Auslegungsschwierigkeiten

Demgegenüber bestanden für den BFH Auslegungsschwierigkeiten für den Fall, dass A den Gutschein im eigenen Namen auf den in einem anderen Mitgliedstaat ansässigen Steuerpflichtigen B (als Zwischenhändler) überträgt, der diesen seinerseits im eigenen Namen auf C überträgt.

Nach Art. 30b Abs. 1 Unterabs. 1 MwStSystRL komme es dann zu einer Umsatzverdoppelung. Es würden dann sowohl die Übertragung des Gutscheins von A auf B als auch die Übertragung von B auf C als Erbringung der Dienstleistung gelten, auf die sich der Gutschein bezieht, während die (ggf. später erfolgende) tatsächliche Erbringung der Dienstleistung wiederum nicht mehr zu besteuern sei.

Fraglich war aus Sicht des BFH für den Fall der Abwandlung, welche Folgen sich aus Art. 30b Abs. 1 Unterabs. 1 Satz 1 MwStSystRL für Art. 30a Nr. 2 MwStSystRL ergeben. Denn damit ein Einzweck-Gutschein i. S. v. Art. 30a Nr. 2 MwStSystRL vorliegt, müsse der Ort der Dienstleistung, auf den sich der Gutschein bezieht, feststehen. Für den Fall der mehrfachen Gutscheinübertragung folge aus Art. 30b Abs. 1 Unterabs. 1 Satz 1 MwStSystRL aber, dass die Dienstleistung, auf die sich der Gutschein bezieht, als mehrfach erbracht gilt.

Damit stellte sich dem BFH die Frage, ob es aufgrund einer derart mehrfachen Leistungserbringung für Zwecke des Art. 30a Nr. 2 MwStSystRL nur einen oder auch mehrere Leistungsorte geben kann.

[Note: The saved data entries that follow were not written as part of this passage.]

//! Structural predicates and net surgery built on the walker framework

use std::collections::{HashMap, HashSet, VecDeque};

use crate::cuts::Cut;
use crate::error::Error;
use crate::network::{GNet, GateId};
use crate::traverse::{Visitor, VisitorFlag, Walker};

/// Neighbors of a node: successors when `forward`, predecessors otherwise
pub fn next_nodes(net: &GNet, node: GateId, forward: bool) -> Vec<GateId> {
    if forward {
        net.gate(node).links().iter().map(|l| l.target).collect()
    } else {
        net.gate(node).inputs().to_vec()
    }
}

/// Check that `cut` is indeed a cut for `gate`
///
/// BFS backward from the gate; reaching a source before a cut member means
/// the cut is invalid, and the offending source is reported.
pub fn check_cut(net: &GNet, gate: GateId, cut: &Cut) -> Result<(), Error> {
    let mut bfs = VecDeque::new();
    let mut seen = HashSet::new();
    bfs.push_back(gate);
    while let Some(cur) = bfs.pop_front() {
        if !cut.contains(&cur) {
            if net.gate(cur).is_source() {
                return Err(Error::NotACut { gate, src: cur });
            }
            for &input in net.gate(cur).inputs() {
                if seen.insert(input) {
                    bfs.push_back(input);
                }
            }
        }
    }
    Ok(())
}

/// Dominator sets of all nodes, over a topological order
///
/// A source dominates itself; any other node is dominated by itself plus
/// the intersection of its predecessors' dominator sets.
pub fn find_dominators(
    net: &GNet,
    topo_order: &[GateId],
) -> HashMap<GateId, HashSet<GateId>> {
    let mut dominators: HashMap<GateId, HashSet<GateId>> = HashMap::new();
    for &current in topo_order {
        let inputs = net.gate(current).inputs();
        let mut set = if inputs.is_empty() {
            HashSet::new()
        } else {
            intersect(&dominators, inputs)
        };
        set.insert(current);
        dominators.insert(current, set);
    }
    dominators
}

/// Intersection of the dominator sets of the given nodes, starting from the
/// smallest set
fn intersect(
    dominators: &HashMap<GateId, HashSet<GateId>>,
    inputs: &[GateId],
) -> HashSet<GateId> {
    let smallest = inputs
        .iter()
        .min_by_key(|input| dominators[input].len())
        .expect("inputs are non-empty");
    let mut last = dominators[smallest].clone();
    for input in inputs {
        if last.is_empty() {
            break;
        }
        if input == smallest {
            continue;
        }
        let set = &dominators[input];
        last.retain(|elem| set.contains(elem));
    }
    last
}

/// All nodes of the maximum cone of `start`, in the chosen direction
pub fn cone_set(net: &GNet, start: GateId, forward: bool) -> HashSet<GateId> {
    let mut cone = HashSet::new();
    let mut bfs = VecDeque::new();
    bfs.push_back(start);
    while let Some(cur) = bfs.pop_front() {
        if !cone.insert(cur) {
            continue;
        }
        for node in next_nodes(net, cur, forward) {
            bfs.push_back(node);
        }
    }
    cone
}

/// All nodes of the cone of `start` bounded by `cut`; cut members are
/// included but not expanded
pub fn cone_set_to_cut(net: &GNet, start: GateId, cut: &Cut, forward: bool) -> HashSet<GateId> {
    let mut cone = HashSet::new();
    let mut bfs = VecDeque::new();
    bfs.push_back(start);
    while let Some(cur) = bfs.pop_front() {
        if !cone.insert(cur) || cut.contains(&cur) {
            continue;
        }
        for node in next_nodes(net, cur, forward) {
            bfs.push_back(node);
        }
    }
    cone
}

/// Minimum and maximum BFS distance from `start` to the members of `cut`
///
/// Cut members are frontier nodes and are never traversed through; other
/// nodes are expanded once. Returns `(min, max)`; a start that is itself in
/// the cut reports `(0, 0)`.
pub fn heights(net: &GNet, start: GateId, cut: &Cut) -> (i32, i32) {
    let mut min_height = i32::MAX;
    let mut max_height = -1;
    let mut bfs = VecDeque::new();
    let mut visited = HashSet::new();
    bfs.push_back((start, 0));
    while let Some((current, height)) = bfs.pop_front() {
        if cut.contains(&current) {
            min_height = min_height.min(height);
            max_height = max_height.max(height);
        } else {
            if !visited.insert(current) {
                continue;
            }
            for &input in net.gate(current).inputs() {
                bfs.push_back((input, height + 1));
            }
        }
    }
    (min_height, max_height)
}

/// Counts surviving fan-out while descending from a removed node; nodes
/// whose entire fan-out is gone are scheduled for erasure
struct LinksRemoveVisitor {
    start: GateId,
    removed: Vec<GateId>,
    removed_set: HashSet<GateId>,
}

impl LinksRemoveVisitor {
    fn new(start: GateId) -> LinksRemoveVisitor {
        LinksRemoveVisitor {
            start,
            removed: Vec::new(),
            removed_set: HashSet::from([start]),
        }
    }
}

impl Visitor for LinksRemoveVisitor {
    fn on_node_begin(&mut self, net: &GNet, node: GateId) -> VisitorFlag {
        if node == self.start {
            return VisitorFlag::Continue;
        }
        let alive = net
            .gate(node)
            .links()
            .iter()
            .filter(|l| !self.removed_set.contains(&l.target))
            .count();
        if alive == 0 {
            self.removed.push(node);
            self.removed_set.insert(node);
        }
        VisitorFlag::Continue
    }

    fn on_node_end(&mut self, _net: &GNet, _node: GateId) -> VisitorFlag {
        VisitorFlag::Continue
    }
}

/// Remove `start` and, recursively, every predecessor whose only remaining
/// consumers were removed as well
///
/// Consumers of `start` itself are rewired: OUT sinks are erased, other
/// gates lose the corresponding input.
pub fn rm_recursive(net: &mut GNet, start: GateId) {
    let mut visitor = LinksRemoveVisitor::new(start);
    Walker::new(net, &mut visitor).walk_cone(start, false);
    let removed = visitor.removed;

    let links = net.gate(start).links().to_vec();
    for link in links {
        let consumer = link.target;
        if net.gate(consumer).is_target() {
            net.erase_gate(consumer);
        } else {
            let gate = net.gate(consumer);
            let func = gate.func();
            let mut inputs = gate.inputs().to_vec();
            if let Some(pos) = inputs.iter().position(|&x| x == start) {
                inputs.remove(pos);
            }
            net.set_gate(consumer, func, &inputs);
        }
    }
    net.erase_gate(start);

    // `removed` is ordered consumers-first, so producers are erased last
    for gate in removed {
        net.erase_gate(gate);
    }
}

#[cfg(test)]
mod tests {
    use super::*;
    use crate::network::generators::testcases;
    use crate::network::GateSymbol;

    #[test]
    fn test_check_cut() {
        let t = testcases::and_tree();
        let cut = Cut::from([t.a, t.b]);
        assert!(check_cut(&t.net, t.root, &cut).is_ok());

        let partial = Cut::from([t.a]);
        match check_cut(&t.net, t.root, &partial) {
            Err(Error::NotACut { gate, src }) => {
                assert_eq!(gate, t.root);
                assert!(t.inputs.contains(&src));
            }
            other => panic!("expected NotACut, got {other:?}"),
        }

        let trivial = Cut::from([t.root]);
        assert!(check_cut(&t.net, t.root, &trivial).is_ok());
    }

    #[test]
    fn test_find_dominators() {
        let d = testcases::diamond();
        let order = d.net.topological_order().unwrap();
        let dominators = find_dominators(&d.net, &order);

        assert_eq!(dominators[&d.i1], HashSet::from([d.i1]));
        assert_eq!(dominators[&d.x], HashSet::from([d.i1, d.x]));
        // both branches join: only the common input and the node itself remain
        assert_eq!(dominators[&d.y], HashSet::from([d.i1, d.y]));
    }

    #[test]
    fn test_cone_set() {
        let t = testcases::and_tree();
        let backward = cone_set(&t.net, t.root, false);
        assert_eq!(backward.len(), 7);
        assert!(!backward.contains(&t.out));

        let forward = cone_set(&t.net, t.a, true);
        assert_eq!(forward, HashSet::from([t.a, t.root, t.out]));

        let bounded = cone_set_to_cut(&t.net, t.root, &Cut::from([t.a, t.b]), false);
        assert_eq!(bounded, HashSet::from([t.root, t.a, t.b]));
    }

    #[test]
    fn test_heights() {
        let t = testcases::and_tree();
        let direct = Cut::from([t.a, t.b]);
        assert_eq!(heights(&t.net, t.root, &direct), (1, 1));

        let mixed = Cut::from([t.a, t.inputs[2], t.inputs[3]]);
        assert_eq!(heights(&t.net, t.root, &mixed), (1, 2));

        let trivial = Cut::from([t.root]);
        assert_eq!(heights(&t.net, t.root, &trivial), (0, 0));
    }

    #[test]
    fn test_rm_recursive_whole_net() {
        let t = testcases::and_tree();
        let mut net = t.net;
        rm_recursive(&mut net, t.root);
        assert_eq!(net.n_gates(), 0);
    }

    #[test]
    fn test_rm_recursive_keeps_shared_logic() {
        let t = testcases::and_tree();
        let mut net = t.net;
        // `a` gains a second consumer that must survive the removal
        net.add_out(t.a);
        rm_recursive(&mut net, t.root);

        // left: i1, i2, a and its new OUT
        assert_eq!(net.n_gates(), 4);
        assert!(net.contains(t.a));
        assert!(net.contains(t.inputs[0]));
        assert!(net.contains(t.inputs[1]));
        assert!(!net.contains(t.b));
        assert!(!net.contains(t.root));
        net.check();
    }

    #[test]
    fn test_rm_recursive_rewires_consumers() {
        let mut net = GNet::new();
        let i0 = net.add_input();
        let i1 = net.add_input();
        let a = net.add_gate(GateSymbol::And, &[i0, i1]);
        let b = net.add_gate(GateSymbol::Or, &[a, i1]);
        net.add_out(b);

        rm_recursive(&mut net, a);
        // `b` survives with `a` stripped from its inputs; `i0` fed only `a`
        assert!(net.contains(b));
        assert_eq!(net.gate(b).inputs(), &[i1]);
        assert!(!net.contains(i0));
        assert!(!net.contains(a));
        net.check();
    }
}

Mehrere Leistungsorte: Erste Auslegungsmöglichkeit

Eine (erste) Auslegungsmöglichkeit aus Sicht des BFH war: Bezieht sich die Fiktionswirkung des Art. 30b Abs. 1 Unterabs. 1 Satz 1 MwStSystRL auf die im Gutschein in Bezug genommene Dienstleistung nur ihrer Art nach, kann es zu unterschiedlichen Leistungsorten kommen, wenn sich die Ortsbestimmung für die im Gutschein in Bezug genommene Dienstleistung nach dem Empfängerort richtet. Auf dieser Grundlage könne ein Einzweck-Gutschein zu verneinen sein. Denn die Dienstleistung, auf die sich der Gutschein bezieht, werde zweimal und dann (je nach Ansässigkeit des Zwischenhändlers) möglicherweise an unterschiedlichen Orten erbracht. Für diese Sichtweise könne eine wörtliche Auslegung von Art. 30b Abs. 1 Unterabs. 1 Satz 1 MwStSystRL sprechen.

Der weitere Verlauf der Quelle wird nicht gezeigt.